REQUIREMENT:
Every record should be written out again in full, with no character altered.

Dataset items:
use std::sync::Arc;

use axum::{
    extract::{Path, Query, State},
    http::StatusCode,
    Json,
};

use crate::card::{Card, CardInput, CardQuery, CardService};
use crate::error::ApiResult;
use crate::handlers::not_found;
use crate::models::{ApiResponse, Deleted};
use crate::store::Database;

pub async fn create_card<D: Database>(
    State(service): State<Arc<CardService<D>>>,
    Json(input): Json<CardInput>,
) -> ApiResult<(StatusCode, Json<ApiResponse<Card>>)> {
    let card = service.add(input).await?;
    Ok((StatusCode::CREATED, Json(ApiResponse::ok(card))))
}

pub async fn list_cards<D: Database>(
    State(service): State<Arc<CardService<D>>>,
    Query(query): Query<CardQuery>,
) -> ApiResult<Json<ApiResponse<Vec<Card>>>> {
    let cards = match query.rarity_id {
        Some(rarity_id) => service.get_all_by_rarity(rarity_id).await?,
        None => service.get_all().await?,
    };
    Ok(Json(ApiResponse::ok(cards)))
}

pub async fn random_card<D: Database>(
    State(service): State<Arc<CardService<D>>>,
    Query(query): Query<CardQuery>,
) -> ApiResult<Json<ApiResponse<Card>>> {
    let card = service.get_random(query.rarity_id).await?;
    Ok(Json(ApiResponse::ok(card)))
}

pub async fn get_card<D: Database>(
    State(service): State<Arc<CardService<D>>>,
    Path(id): Path<i64>,
) -> ApiResult<Json<ApiResponse<Card>>> {
    let card = service
        .get_by_id(id)
        .await?
        .ok_or_else(|| not_found("Card", id))?;
    Ok(Json(ApiResponse::ok(card)))
}

pub async fn update_card<D: Database>(
    State(service): State<Arc<CardService<D>>>,
    Path(id): Path<i64>,
    Json(input): Json<CardInput>,
) -> ApiResult<Json<ApiResponse<Card>>> {
    let card = service
        .update(id, input)
        .await?
        .ok_or_else(|| not_found("Card", id))?;
    Ok(Json(ApiResponse::ok(card)))
}

pub async fn delete_card<D: Database>(
    State(service): State<Arc<CardService<D>>>,
    Path(id): Path<i64>,
) -> ApiResult<Json<ApiResponse<Deleted>>> {
    if !service.delete(id).await? {
        return Err(not_found("Card", id));
    }
    Ok(Json(ApiResponse::ok(Deleted { id })))
}
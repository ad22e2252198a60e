//! Quest tracking
//!
//! Progress itself is driven by the collection ledger on every card gain.

mod model;
mod progress;
mod service;

pub use model::*;
pub use progress::QuestProgress;
pub use service::QuestService;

THE ANSWER:
use std::sync::Arc;

use axum::{
    extract::{Path, Query, State},
    http::StatusCode,
    Json,
};

use crate::card::{Card, CardInput, CardQuery, CardService};
use crate::error::ApiResult;
use crate::handlers::not_found;
use crate::models::{ApiResponse, Deleted};
use crate::store::Database;

pub async fn create_card<D: Database>(
    State(service): State<Arc<CardService<D>>>,
    Json(input): Json<CardInput>,
) -> ApiResult<(StatusCode, Json<ApiResponse<Card>>)> {
    let card = service.add(input).await?;
    Ok((StatusCode::CREATED, Json(ApiResponse::ok(card))))
}

pub async fn list_cards<D: Database>(
    State(service): State<Arc<CardService<D>>>,
    Query(query): Query<CardQuery>,
) -> ApiResult<Json<ApiResponse<Vec<Card>>>> {
    let cards = match query.rarity_id {
        Some(rarity_id) => service.get_all_by_rarity(rarity_id).await?,
        None => service.get_all().await?,
    };
    Ok(Json(ApiResponse::ok(cards)))
}

pub async fn random_card<D: Database>(
    State(service): State<Arc<CardService<D>>>,
    Query(query): Query<CardQuery>,
) -> ApiResult<Json<ApiResponse<Card>>> {
    let card = service.get_random(query.rarity_id).await?;
    Ok(Json(ApiResponse::ok(card)))
}

pub async fn get_card<D: Database>(
    State(service): State<Arc<CardService<D>>>,
    Path(id): Path<i64>,
) -> ApiResult<Json<ApiResponse<Card>>> {
    let card = service
        .get_by_id(id)
        .await?
        .ok_or_else(|| not_found("Card", id))?;
    Ok(Json(ApiResponse::ok(card)))
}

pub async fn update_card<D: Database>(
    State(service): State<Arc<CardService<D>>>,
    Path(id): Path<i64>,
    Json(input): Json<CardInput>,
) -> ApiResult<Json<ApiResponse<Card>>> {
    let card = service
        .update(id, input)
        .await?
        .ok_or_else(|| not_found("Card", id))?;
    Ok(Json(ApiResponse::ok(card)))
}

pub async fn delete_card<D: Database>(
    State(service): State<Arc<CardService<D>>>,
    Path(id): Path<i64>,
) -> ApiResult<Json<ApiResponse<Deleted>>> {
    if !service.delete(id).await? {
        return Err(not_found("Card", id));
    }
    Ok(Json(ApiResponse::ok(Deleted { id })))
}
repository ad22e2252198a60e
//! Quest tracking
//!
//! Progress itself is driven by the collection ledger on every card gain.

mod model;
mod progress;
mod service;

pub use model::*;
pub use progress::QuestProgress;
pub use service::QuestService;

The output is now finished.